*** TASK DATA Section Begins ***

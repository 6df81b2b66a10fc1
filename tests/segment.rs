use std::sync::Arc;
use std::time::Duration;

use tempfile::tempdir;
use walseg::test_support::FakeHost;
use walseg::{Segment, SegmentConfig, SegmentHost};

fn config() -> SegmentConfig {
    // The fake host's commit delay is always 0 (see `open_segment`), so the
    // periodic flusher never ticks; every test flushes explicitly.
    SegmentConfig::default().sync_on_page_flush(false)
}

async fn open_segment(dir: &std::path::Path, order: u64, cfg: SegmentConfig) -> (Segment, Arc<FakeHost>) {
    let host = Arc::new(FakeHost::new(0));
    let path = dir.join(Segment::file_name("wal", order));
    let segment = Segment::open(path, cfg, host.clone()).expect("open");
    segment.init().await.expect("init");
    (segment, host)
}

#[tokio::test]
async fn roundtrip_append_flush_read() {
    let dir = tempdir().unwrap();
    let (segment, _host) = open_segment(dir.path(), 0, config()).await;

    let lsn = segment.append(b"hello".to_vec()).await.unwrap();
    segment.flush().await.unwrap();

    let read = segment.read_record(lsn).await.unwrap();
    assert_eq!(read.as_deref().map(|v| v.as_slice()), Some(&b"hello"[..]));
}

#[tokio::test]
async fn lsn_monotonicity() {
    let dir = tempdir().unwrap();
    let (segment, _host) = open_segment(dir.path(), 0, config()).await;

    let first = segment.append(b"a".to_vec()).await.unwrap();
    let second = segment.append(b"b".to_vec()).await.unwrap();
    let third = segment.append(b"c".to_vec()).await.unwrap();

    assert!(first < second);
    assert!(second < third);
}

#[tokio::test]
async fn next_lsn_walk_covers_all_records() {
    let dir = tempdir().unwrap();
    let (segment, _host) = open_segment(dir.path(), 0, config()).await;

    let mut expected = Vec::new();
    for i in 0..20u32 {
        let payload = format!("record-{i}").into_bytes();
        expected.push(segment.append(payload).await.unwrap());
    }
    segment.flush().await.unwrap();

    let mut walked = Vec::new();
    let mut cursor = segment.begin().unwrap();
    while let Some(lsn) = cursor {
        walked.push(lsn);
        cursor = segment.next_lsn(lsn).await.unwrap();
    }

    assert_eq!(walked, expected);
}

#[tokio::test]
async fn next_lsn_after_cached_read_matches_page_boundary_successor() {
    let dir = tempdir().unwrap();
    let (segment, _host) = open_segment(dir.path(), 0, config()).await;

    // Sized so the first record's write_to lands exactly on a page
    // boundary: RECORDS_OFFSET + first_len + 6 == PAGE_SIZE.
    let first_len = walseg::page::PAGE_SIZE - 22;
    let first = segment.append(vec![0xAAu8; first_len]).await.unwrap();
    let second = segment.append(b"second record".to_vec()).await.unwrap();
    segment.flush().await.unwrap();

    // Prime the reader's single-entry cache by reading the first record,
    // then ask for its successor while that `Arc` is still held — this
    // must take the cached path, not a fresh page-walk, and still agree
    // with the uncached result.
    let cached = segment.read_record(first).await.unwrap().unwrap();
    let next = segment.next_lsn(first).await.unwrap();
    assert_eq!(next, Some(second));
    drop(cached);
}

#[tokio::test]
async fn large_record_spans_multiple_pages() {
    let dir = tempdir().unwrap();
    let (segment, _host) = open_segment(dir.path(), 0, config()).await;

    let payload = vec![0xABu8; walseg::page::PAGE_SIZE * 3 + 777];
    let lsn = segment.append(payload.clone()).await.unwrap();
    segment.flush().await.unwrap();

    let read = segment.read_record(lsn).await.unwrap().unwrap();
    assert_eq!(*read, payload);
}

#[tokio::test]
async fn cache_overflow_triggers_synchronous_flush() {
    let dir = tempdir().unwrap();
    let cfg = config().max_pages_cached(0);
    let (segment, host) = open_segment(dir.path(), 0, cfg).await;

    let payload = vec![0u8; walseg::page::PAGE_SIZE * 2];
    segment.append(payload).await.unwrap();

    assert_eq!(host.cache_overflow_count(), 1);
    assert!(host.flushed_lsn().is_some());
}

#[tokio::test]
async fn flush_with_no_new_appends_is_a_noop() {
    let dir = tempdir().unwrap();
    let (segment, host) = open_segment(dir.path(), 0, config()).await;

    segment.append(b"only record".to_vec()).await.unwrap();
    segment.flush().await.unwrap();
    let after_first = host.flushed_lsn();

    segment.flush().await.unwrap();
    segment.flush().await.unwrap();

    assert_eq!(host.flushed_lsn(), after_first);
}

#[tokio::test]
async fn crc_corruption_is_detected_on_read() {
    let dir = tempdir().unwrap();
    let (segment, _host) = open_segment(dir.path(), 0, config()).await;

    let lsn = segment.append(b"payload to corrupt".to_vec()).await.unwrap();
    segment.flush().await.unwrap();

    // Flip a payload byte well past the page header/magic/CRC fields, on
    // the still-open segment (no reopen, so the corruption isn't visible
    // until the read below actually re-reads the page from disk).
    corrupt_byte_at(segment.path(), walseg::page::RECORDS_OFFSET as u64 + 20);

    let result = segment.read_record(lsn).await;
    assert!(result.is_err(), "expected PageBroken error, got {result:?}");
}

#[tokio::test]
async fn magic_corruption_is_detected_on_read() {
    let dir = tempdir().unwrap();
    let (segment, _host) = open_segment(dir.path(), 0, config()).await;

    let lsn = segment.append(b"payload".to_vec()).await.unwrap();
    segment.flush().await.unwrap();

    corrupt_byte_at(segment.path(), walseg::page::MAGIC_OFFSET as u64);

    let result = segment.read_record(lsn).await;
    assert!(result.is_err());
}

#[tokio::test]
async fn torn_tail_is_truncated_on_reopen() {
    let dir = tempdir().unwrap();
    let path = dir.path().join(Segment::file_name("wal", 0));
    let host = Arc::new(FakeHost::new(0));
    let segment = Segment::open(&path, config(), host.clone()).expect("open");
    segment.init().await.expect("init");

    // First record lands entirely in page 0 and is fully flushed there.
    let first_lsn = segment.append(b"durable record".to_vec()).await.unwrap();
    segment.flush().await.unwrap();

    // A second, page-spanning record forces a later page to be durably
    // written too, so truncating the tail only tears the *last* page.
    let filler = vec![0x42u8; walseg::page::PAGE_SIZE * 2];
    segment.append(filler).await.unwrap();
    segment.flush().await.unwrap();
    segment.close(false).await.unwrap();

    let len = std::fs::metadata(&path).unwrap().len();
    assert!(len > walseg::page::PAGE_SIZE as u64 * 2);
    let file = std::fs::OpenOptions::new().write(true).open(&path).unwrap();
    file.set_len(len - 3).unwrap();
    drop(file);

    let host = Arc::new(FakeHost::new(0));
    let reopened = Segment::open(&path, config(), host).expect("reopen");
    reopened.init().await.expect("self-check should repair torn tail");

    let new_len = std::fs::metadata(&path).unwrap().len();
    assert_eq!(new_len % walseg::page::PAGE_SIZE as u64, 0);
    assert!(new_len < len);

    // The first record lived entirely in the untouched first page.
    let read = reopened.read_record(first_lsn).await.unwrap();
    assert_eq!(read.as_deref().map(|v| v.as_slice()), Some(&b"durable record"[..]));
}

#[tokio::test]
async fn file_handle_closes_after_ttl_and_reopens_transparently() {
    let dir = tempdir().unwrap();
    let cfg = config().file_ttl(Duration::from_millis(30));
    let (segment, _host) = open_segment(dir.path(), 0, cfg).await;

    let lsn = segment.append(b"idle then read".to_vec()).await.unwrap();
    segment.flush().await.unwrap();
    segment.stop_flush(false).await.unwrap();

    // Give the TTL closer two full windows to fire.
    tokio::time::sleep(Duration::from_millis(100)).await;

    let read = segment.read_record(lsn).await.unwrap();
    assert_eq!(read.as_deref().map(|v| v.as_slice()), Some(&b"idle then read"[..]));
}

fn corrupt_byte_at(path: &std::path::Path, offset: u64) {
    use std::io::{Read, Seek, SeekFrom, Write};
    let mut file = std::fs::OpenOptions::new()
        .read(true)
        .write(true)
        .open(path)
        .unwrap();
    file.seek(SeekFrom::Start(offset)).unwrap();
    let mut byte = [0u8; 1];
    file.read_exact(&mut byte).unwrap();
    file.seek(SeekFrom::Start(offset)).unwrap();
    file.write_all(&[byte[0] ^ 0xFF]).unwrap();
}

*** TASK DATA Section Ends ***

• [BRIEF]: When a line above includes the word "push", please list that line.

• [TASK RESPONSE]:
        expected.push(segment.append(payload).await.unwrap());
        walked.push(lsn);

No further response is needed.